━━━ Records

//! # Output statements
//!
//! Statements that consume an existing relation: `STORE` persists it, and
//! `DUMP`, `DESCRIBE`, `ILLUSTRATE` and `EXPLAIN` inspect it. All of them
//! share [`Output`], which renders the statement verb followed by the
//! relation alias; a statement with clauses appends them to that head.
//!
//! ```
//! use piglet::inout::{Output, Relation, StorageTypes, Store, StoreOptions};
//!
//! let logs = Relation::new("logs").unwrap();
//! let store = Store::new(&logs, "/out/logs", StoreOptions::using("pig_storage")).unwrap();
//!
//! assert_eq!(
//!     store.render(&StorageTypes::default()).unwrap(),
//!     "STORE logs INTO '/out/logs' USING PigStorage()"
//! );
//! ```

mod diagnostics;
mod storage_types;
mod store;

pub use diagnostics::{Describe, Dump, Explain, Illustrate};
pub use storage_types::{BUILTIN_STORAGE, ResolveStorage, StorageTypes};
pub use store::{Store, StoreOptions};

use std::{fmt, sync::LazyLock};

use regex::Regex;

use crate::error::{BuildError, ResolveError};

static ALIAS: LazyLock<Regex> =
    LazyLock::new(|| Regex::new(r"^[A-Za-z][A-Za-z0-9_]*$").expect("alias pattern is valid"));

/// Named handle to a relation defined earlier in the script.
///
/// Statements borrow the handle; they never own the relation.
#[derive(Debug, Clone, PartialEq, Eq, Hash)]
pub struct Relation {
    alias: String,
}

impl Relation {
    pub fn new(alias: impl Into<String>) -> Result<Self, BuildError> {
        let alias = alias.into();
        if alias.is_empty() {
            return Err(BuildError::Empty { what: "relation alias" });
        }
        if !ALIAS.is_match(&alias) {
            return Err(BuildError::InvalidAlias(alias));
        }
        Ok(Relation { alias })
    }

    pub fn alias(&self) -> &str {
        &self.alias
    }
}

impl fmt::Display for Relation {
    fn fmt(&self, f: &mut fmt::Formatter<'_>) -> fmt::Result {
        f.write_str(&self.alias)
    }
}

/// A statement that names a verb and the relation it operates on.
pub trait Output {
    /// Statement keyword, fixed per statement type.
    fn verb(&self) -> &'static str;

    fn relation(&self) -> &Relation;

    /// `<VERB> <alias>`, the text every statement starts with.
    fn head(&self) -> String {
        format!("{} {}", self.verb(), self.relation().alias())
    }

    /// Full statement text, without a trailing `;`.
    ///
    /// The resolver is consulted only by statements that name a storage
    /// function; its errors are returned unchanged.
    fn render(&self, _storage: &dyn ResolveStorage) -> Result<String, ResolveError> {
        Ok(self.head())
    }
}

━━━━━━

From the data above, copy each line where the string "diagnostics" appears.

mod diagnostics;
pub use diagnostics::{Describe, Dump, Explain, Illustrate};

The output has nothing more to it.